It isn’t a common occurrence for me to wake up in the middle of the night experiencing an anxiety attacking out of a dead sleep to feelings of tension, stress, and overwhelming concern is a reason to contemplate what’s really bothering you. Sometimes the lesson we think we are supposed to learn turns out to be completely different than we expected!
Last week I thought the lesson I needed to learn was commitment. Perhaps my hesitation for moving forward was simply fear of the future. Perhaps if I tried harder it would work out. Well, perhaps I was wrong.
Do we feel inspired to be better? Do we feel excited to see the person frequently? Do we feel safe, protected, and loved for who we are? Do we feel we fall short? Do we feel judged? Do we feel important? Do we feel remembered? Do we think of them and their needs? Do we think of ways to help them and serve them? Do we feel like putting them first in our lives? How do we feel when we are together? How do we feel when we are apart? In short, do we feel happy?
He wasn’t convinced, and ultimately committed me to pray about continuing the relationship
It can be challenging at times to recognize what we are feeling and furthermore to express those feelings to another person. When you are in a relationship and suddenly begin to experience anxiety attacks, the other person should probably know about it. (Talk about being vulnerable!) Luckily for me, Mr. ACDC is a very kind and patient man.
It seems to me that paying attention to how we are feeling in any relationship is key
My initial reaction was confusion. Why am I so upset? Yes, life is stressful, but not that bad. I determined for myself that it had something to do with the relationship. It was making me feel unsettled. I talked with Mr. ACDC and he listened and offered suggestions on what the causes might be. I tried to explain that I felt it was us. We agreed to take a break for a week and that I would come back with my final decision and conclusion.
During this week I have paid particular attention to how I am feeling. After having that conversation I haven’t had an anxiety attack one time. What has happened is that I have turned to the scriptures with more intent. I have prayed earnestly trying to understand what the Lord is trying to teach me. I am thankful for this random trial that has drawn my closer to God. I feel peace.

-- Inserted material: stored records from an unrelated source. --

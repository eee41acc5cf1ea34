//! Common test utilities
//!
//! Spin up the full application state over an in-memory SQLite database,
//! with fixtures for the entities most tests need.

pub mod fixtures;

use academix::auth::AuthSystem;
use academix::config::{AuthConfig, Config, DatabaseConfig, ServerConfig, UploadConfig};
use academix::server::routes;
use academix::server::state::AppState;
use academix::storage::{Database, FileStore, StorageLayer};
use actix_web::body::MessageBody;
use actix_web::dev::{ServiceFactory, ServiceRequest, ServiceResponse};
use actix_web::{web, App};
use sea_orm::ConnectOptions;

pub const TEST_SECRET: &str = "integration-test-secret-0123456789abcdef";

/// Full application state over a fresh in-memory database
pub struct TestCtx {
    pub state: web::Data<AppState>,
    // Holds the upload directory alive for the test's duration
    _upload_dir: tempfile::TempDir,
}

impl TestCtx {
    pub async fn new() -> Self {
        // A single connection keeps every query on the same in-memory
        // database; a pool would silently hand out blank databases.
        let mut opt = ConnectOptions::new("sqlite::memory:".to_string());
        opt.max_connections(1).sqlx_logging(false);
        let conn = sea_orm::Database::connect(opt)
            .await
            .expect("in-memory sqlite");

        let database = Database::from_connection(conn);
        database.migrate().await.expect("migrations");

        let upload_dir = tempfile::tempdir().expect("upload dir");
        let upload_config = UploadConfig {
            root_dir: upload_dir.path().to_string_lossy().into_owned(),
            max_photo_bytes: 1024 * 1024,
        };
        let files = FileStore::new(&upload_config).expect("file store");

        let auth_config = AuthConfig {
            jwt_secret: TEST_SECRET.to_string(),
            token_lifetime: 3600,
        };
        let config = Config {
            server: ServerConfig::default(),
            database: DatabaseConfig::default(),
            auth: auth_config.clone(),
            uploads: upload_config,
        };

        let auth = AuthSystem::new(&auth_config).expect("auth system");
        let storage = StorageLayer { database, files };
        let state = web::Data::new(AppState::new(config, auth, storage));

        Self {
            state,
            _upload_dir: upload_dir,
        }
    }

    pub fn db(&self) -> &Database {
        &self.state.storage.database
    }

    /// Issue a session token exactly as login would
    pub fn token_for(&self, user: &academix::storage::database::entities::user::Model, role: &str) -> String {
        self.state
            .auth
            .jwt()
            .issue(user.id, Some(role))
            .expect("token")
    }
}

/// The application under test, with the production route table
pub fn build_app(
    state: web::Data<AppState>,
) -> App<
    impl ServiceFactory<
        ServiceRequest,
        Config = (),
        Response = ServiceResponse<impl MessageBody>,
        Error = actix_web::Error,
        InitError = (),
    >,
> {
    App::new().app_data(state).configure(routes::configure)
}

/// Convenience: `Authorization` header tuple for a bearer token
pub fn bearer(token: &str) -> (&'static str, String) {
    ("Authorization", format!("Bearer {}", token))
}
use sea_orm_migration::prelude::*;

mod m20250101_000001_create_roles_and_users;
mod m20250101_000002_create_academic_structure;
mod m20250101_000003_create_modules_and_grading;
mod m20250101_000004_create_attendance_and_resources;

/// Database migrator for SeaORM
pub struct Migrator;

#[async_trait::async_trait]
impl MigratorTrait for Migrator {
    fn migrations() -> Vec<Box<dyn MigrationTrait>> {
        vec![
            Box::new(m20250101_000001_create_roles_and_users::Migration),
            Box::new(m20250101_000002_create_academic_structure::Migration),
            Box::new(m20250101_000003_create_modules_and_grading::Migration),
            Box::new(m20250101_000004_create_attendance_and_resources::Migration),
        ]
    }
}
use crate::storage::database::entities::{self, filiere, promotion};
use crate::storage::database::{now, Database};
use crate::utils::error::{ApiError, Result};
use sea_orm::*;

impl Database {
    /// List promotions with their filière, newest year first
    pub async fn list_promotions(
        &self,
    ) -> Result<Vec<(promotion::Model, Option<filiere::Model>)>> {
        let promotions = entities::Promotion::find()
            .find_also_related(entities::Filiere)
            .order_by_desc(promotion::Column::Annee)
            .all(&self.db)
            .await?;
        Ok(promotions)
    }

    pub async fn list_promotions_by_filiere(
        &self,
        filiere_id: i32,
    ) -> Result<Vec<promotion::Model>> {
        let promotions = entities::Promotion::find()
            .filter(promotion::Column::FiliereId.eq(filiere_id))
            .order_by_desc(promotion::Column::Annee)
            .all(&self.db)
            .await?;
        Ok(promotions)
    }

    pub async fn find_promotion(&self, promotion_id: i32) -> Result<Option<promotion::Model>> {
        Ok(entities::Promotion::find_by_id(promotion_id)
            .one(&self.db)
            .await?)
    }

    pub async fn find_promotion_with_filiere(
        &self,
        promotion_id: i32,
    ) -> Result<Option<(promotion::Model, Option<filiere::Model>)>> {
        let found = entities::Promotion::find_by_id(promotion_id)
            .find_also_related(entities::Filiere)
            .one(&self.db)
            .await?;
        Ok(found)
    }

    pub async fn first_promotion(&self) -> Result<Option<promotion::Model>> {
        let found = entities::Promotion::find()
            .order_by_asc(promotion::Column::Id)
            .one(&self.db)
            .await?;
        Ok(found)
    }

    pub async fn create_promotion(
        &self,
        nom: String,
        annee: i32,
        filiere_id: Option<i32>,
    ) -> Result<promotion::Model> {
        let model = promotion::ActiveModel {
            nom: Set(nom),
            annee: Set(annee),
            filiere_id: Set(filiere_id),
            created_at: Set(now()),
            updated_at: Set(now()),
            ..Default::default()
        };
        Ok(model.insert(&self.db).await?)
    }

    pub async fn update_promotion(
        &self,
        promotion_id: i32,
        nom: Option<String>,
        annee: Option<i32>,
        filiere_id: Option<Option<i32>>,
    ) -> Result<promotion::Model> {
        let existing = self
            .find_promotion(promotion_id)
            .await?
            .ok_or_else(|| ApiError::not_found("Promotion not found"))?;

        let mut model: promotion::ActiveModel = existing.into();
        if let Some(nom) = nom {
            model.nom = Set(nom);
        }
        if let Some(annee) = annee {
            model.annee = Set(annee);
        }
        if let Some(filiere_id) = filiere_id {
            model.filiere_id = Set(filiere_id);
        }
        model.updated_at = Set(now());
        Ok(model.update(&self.db).await?)
    }

    pub async fn delete_promotion(&self, promotion_id: i32) -> Result<()> {
        let existing = self
            .find_promotion(promotion_id)
            .await?
            .ok_or_else(|| ApiError::not_found("Promotion not found"))?;
        entities::Promotion::delete_by_id(existing.id)
            .exec(&self.db)
            .await?;
        Ok(())
    }
}
use sea_orm::entity::prelude::*;
use serde::{Deserialize, Serialize};

/// Named permission class
#[derive(Clone, Debug, PartialEq, Eq, DeriveEntityModel, Serialize, Deserialize)]
#[sea_orm(table_name = "roles")]
pub struct Model {
    #[sea_orm(primary_key)]
    pub id: i32,

    /// Role name (unique), conventionally one of
    /// admin / secretary / de / teacher / student
    #[sea_orm(unique)]
    pub name: String,
}

#[derive(Copy, Clone, Debug, EnumIter, DeriveRelation)]
pub enum Relation {
    #[sea_orm(has_many = "super::user::Entity")]
    Users,
}

impl Related<super::user::Entity> for Entity {
    fn to() -> RelationDef {
        Relation::Users.def()
    }
}

impl ActiveModelBehavior for ActiveModel {}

What I also feel is that there are moments in our lives when the Lord is trying to warn us or get our attention. He is trying to make us aware of how we feel. If we are too busy in our lives He may take drastic measures to get our attention https://lovingwomen.org/no/varme-og-sexy-tyske-kvinner/. I still don’t know exactly why I felt such deep concern, but I do have faith that I as I act according to feelings of the spirit I will be directed and guided to gain that understanding.
My conclusion didn’t change. Unfortunately, I still felt that something was off with that relationship and so, while our mission was to keep a man, we are back to square one at finding one. I am still thankful for the experience and move forward with no regrets. There doesn’t have to be something wrong with a person for them to be the wrong person for you.

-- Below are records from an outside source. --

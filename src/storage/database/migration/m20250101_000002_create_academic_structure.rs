use sea_orm_migration::prelude::*;

#[derive(DeriveMigrationName)]
pub struct Migration;

#[async_trait::async_trait]
impl MigrationTrait for Migration {
    async fn up(&self, manager: &SchemaManager) -> Result<(), DbErr> {
        manager
            .create_table(
                Table::create()
                    .table(Filieres::Table)
                    .if_not_exists()
                    .col(
                        ColumnDef::new(Filieres::Id)
                            .integer()
                            .not_null()
                            .auto_increment()
                            .primary_key(),
                    )
                    .col(
                        ColumnDef::new(Filieres::Nom)
                            .string()
                            .not_null()
                            .unique_key(),
                    )
                    .col(ColumnDef::new(Filieres::Description).text().null())
                    .col(
                        ColumnDef::new(Filieres::CreatedAt)
                            .timestamp_with_time_zone()
                            .not_null()
                            .default(Expr::current_timestamp()),
                    )
                    .col(
                        ColumnDef::new(Filieres::UpdatedAt)
                            .timestamp_with_time_zone()
                            .not_null()
                            .default(Expr::current_timestamp()),
                    )
                    .to_owned(),
            )
            .await?;

        manager
            .create_table(
                Table::create()
                    .table(Promotions::Table)
                    .if_not_exists()
                    .col(
                        ColumnDef::new(Promotions::Id)
                            .integer()
                            .not_null()
                            .auto_increment()
                            .primary_key(),
                    )
                    .col(ColumnDef::new(Promotions::Nom).string().not_null())
                    .col(ColumnDef::new(Promotions::Annee).integer().not_null())
                    .col(ColumnDef::new(Promotions::FiliereId).integer().null())
                    .col(
                        ColumnDef::new(Promotions::CreatedAt)
                            .timestamp_with_time_zone()
                            .not_null()
                            .default(Expr::current_timestamp()),
                    )
                    .col(
                        ColumnDef::new(Promotions::UpdatedAt)
                            .timestamp_with_time_zone()
                            .not_null()
                            .default(Expr::current_timestamp()),
                    )
                    .foreign_key(
                        ForeignKey::create()
                            .name("fk_promotions_filiere_id")
                            .from(Promotions::Table, Promotions::FiliereId)
                            .to(Filieres::Table, Filieres::Id)
                            .on_delete(ForeignKeyAction::SetNull),
                    )
                    .to_owned(),
            )
            .await?;

        manager
            .create_table(
                Table::create()
                    .table(Students::Table)
                    .if_not_exists()
                    .col(
                        ColumnDef::new(Students::Id)
                            .uuid()
                            .not_null()
                            .primary_key(),
                    )
                    .col(
                        ColumnDef::new(Students::Matricule)
                            .string()
                            .not_null()
                            .unique_key(),
                    )
                    .col(ColumnDef::new(Students::Nom).string().not_null())
                    .col(ColumnDef::new(Students::Prenom).string().null())
                    .col(ColumnDef::new(Students::Sexe).string().null())
                    .col(ColumnDef::new(Students::DateNaissance).date().null())
                    .col(ColumnDef::new(Students::LieuNaissance).string().null())
                    .col(ColumnDef::new(Students::Grade).string().null())
                    .col(
                        ColumnDef::new(Students::EtatDossier)
                            .string()
                            .not_null()
                            .default("en_cours"),
                    )
                    .col(ColumnDef::new(Students::UserId).uuid().null())
                    .col(ColumnDef::new(Students::PromotionId).integer().not_null())
                    .col(ColumnDef::new(Students::PhotoUrl).string().null())
                    .col(
                        ColumnDef::new(Students::DeletedAt)
                            .timestamp_with_time_zone()
                            .null(),
                    )
                    .col(
                        ColumnDef::new(Students::CreatedAt)
                            .timestamp_with_time_zone()
                            .not_null()
                            .default(Expr::current_timestamp()),
                    )
                    .col(
                        ColumnDef::new(Students::UpdatedAt)
                            .timestamp_with_time_zone()
                            .not_null()
                            .default(Expr::current_timestamp()),
                    )
                    .foreign_key(
                        ForeignKey::create()
                            .name("fk_students_user_id")
                            .from(Students::Table, Students::UserId)
                            .to(Users::Table, Users::Id)
                            .on_delete(ForeignKeyAction::SetNull),
                    )
                    .foreign_key(
                        ForeignKey::create()
                            .name("fk_students_promotion_id")
                            .from(Students::Table, Students::PromotionId)
                            .to(Promotions::Table, Promotions::Id)
                            .on_delete(ForeignKeyAction::Cascade),
                    )
                    .to_owned(),
            )
            .await?;

        // Final arbiter for concurrent user<->student link attempts
        manager
            .create_index(
                Index::create()
                    .if_not_exists()
                    .name("idx_students_user_id")
                    .table(Students::Table)
                    .col(Students::UserId)
                    .unique()
                    .to_owned(),
            )
            .await?;

        manager
            .create_index(
                Index::create()
                    .if_not_exists()
                    .name("idx_students_promotion_id")
                    .table(Students::Table)
                    .col(Students::PromotionId)
                    .to_owned(),
            )
            .await?;

        manager
            .create_table(
                Table::create()
                    .table(Teachers::Table)
                    .if_not_exists()
                    .col(
                        ColumnDef::new(Teachers::Id)
                            .uuid()
                            .not_null()
                            .primary_key(),
                    )
                    .col(ColumnDef::new(Teachers::Nom).string().not_null())
                    .col(ColumnDef::new(Teachers::Prenom).string().null())
                    .col(ColumnDef::new(Teachers::Grade).string().null())
                    .col(ColumnDef::new(Teachers::Specialite).string().null())
                    .col(ColumnDef::new(Teachers::UserId).uuid().null())
                    .col(ColumnDef::new(Teachers::PhotoUrl).string().null())
                    .col(
                        ColumnDef::new(Teachers::CreatedAt)
                            .timestamp_with_time_zone()
                            .not_null()
                            .default(Expr::current_timestamp()),
                    )
                    .col(
                        ColumnDef::new(Teachers::UpdatedAt)
                            .timestamp_with_time_zone()
                            .not_null()
                            .default(Expr::current_timestamp()),
                    )
                    .foreign_key(
                        ForeignKey::create()
                            .name("fk_teachers_user_id")
                            .from(Teachers::Table, Teachers::UserId)
                            .to(Users::Table, Users::Id)
                            .on_delete(ForeignKeyAction::SetNull),
                    )
                    .to_owned(),
            )
            .await?;

        manager
            .create_index(
                Index::create()
                    .if_not_exists()
                    .name("idx_teachers_user_id")
                    .table(Teachers::Table)
                    .col(Teachers::UserId)
                    .unique()
                    .to_owned(),
            )
            .await?;

        Ok(())
    }

    async fn down(&self, manager: &SchemaManager) -> Result<(), DbErr> {
        manager
            .drop_table(Table::drop().table(Teachers::Table).to_owned())
            .await?;
        manager
            .drop_table(Table::drop().table(Students::Table).to_owned())
            .await?;
        manager
            .drop_table(Table::drop().table(Promotions::Table).to_owned())
            .await?;
        manager
            .drop_table(Table::drop().table(Filieres::Table).to_owned())
            .await
    }
}

#[derive(DeriveIden)]
enum Filieres {
    Table,
    Id,
    Nom,
    Description,
    CreatedAt,
    UpdatedAt,
}

#[derive(DeriveIden)]
enum Promotions {
    Table,
    Id,
    Nom,
    Annee,
    FiliereId,
    CreatedAt,
    UpdatedAt,
}

#[derive(DeriveIden)]
enum Students {
    Table,
    Id,
    Matricule,
    Nom,
    Prenom,
    Sexe,
    DateNaissance,
    LieuNaissance,
    Grade,
    EtatDossier,
    UserId,
    PromotionId,
    PhotoUrl,
    DeletedAt,
    CreatedAt,
    UpdatedAt,
}

#[derive(DeriveIden)]
enum Teachers {
    Table,
    Id,
    Nom,
    Prenom,
    Grade,
    Specialite,
    UserId,
    PhotoUrl,
    CreatedAt,
    UpdatedAt,
}

#[derive(DeriveIden)]
enum Users {
    Table,
    Id,
}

About Ashley Dewey Ashley Dewey is extremely talented at being single. Hobbies include awkward conversations with members of the opposite sex, repelling third dates, talking to boys about their girl problems and to girls about their boy problems. In her spare time she also has a very fulfilling school life, work life, and social life. Besides being a professional single, Ashley is also a BYU graduate with a degree in linguistics (Aka word nerd). She enjoys studying other languages, particularly American Sign Language, and finds most all of them fascinating. She is currently pursuing a masters degree in Teaching English as a Second Language. Ashley works most of the time and has often been accused of being a workaholic. Currently she works full time as a merchandiser and supervisor in a retail store, and part time doing social media work. On her day off she works (really it doesn’t feel like work) in the Provo LDS temple. The only kind of work she finds difficulty focusing on is house work. Her favorite activities in her free time are reading, writing, creating social experiments, and spending time with great friends and family. Specific activities with those family and friends include: going to concerts, plays, dance recitals, BYU basketball and football games, and watching sports on television.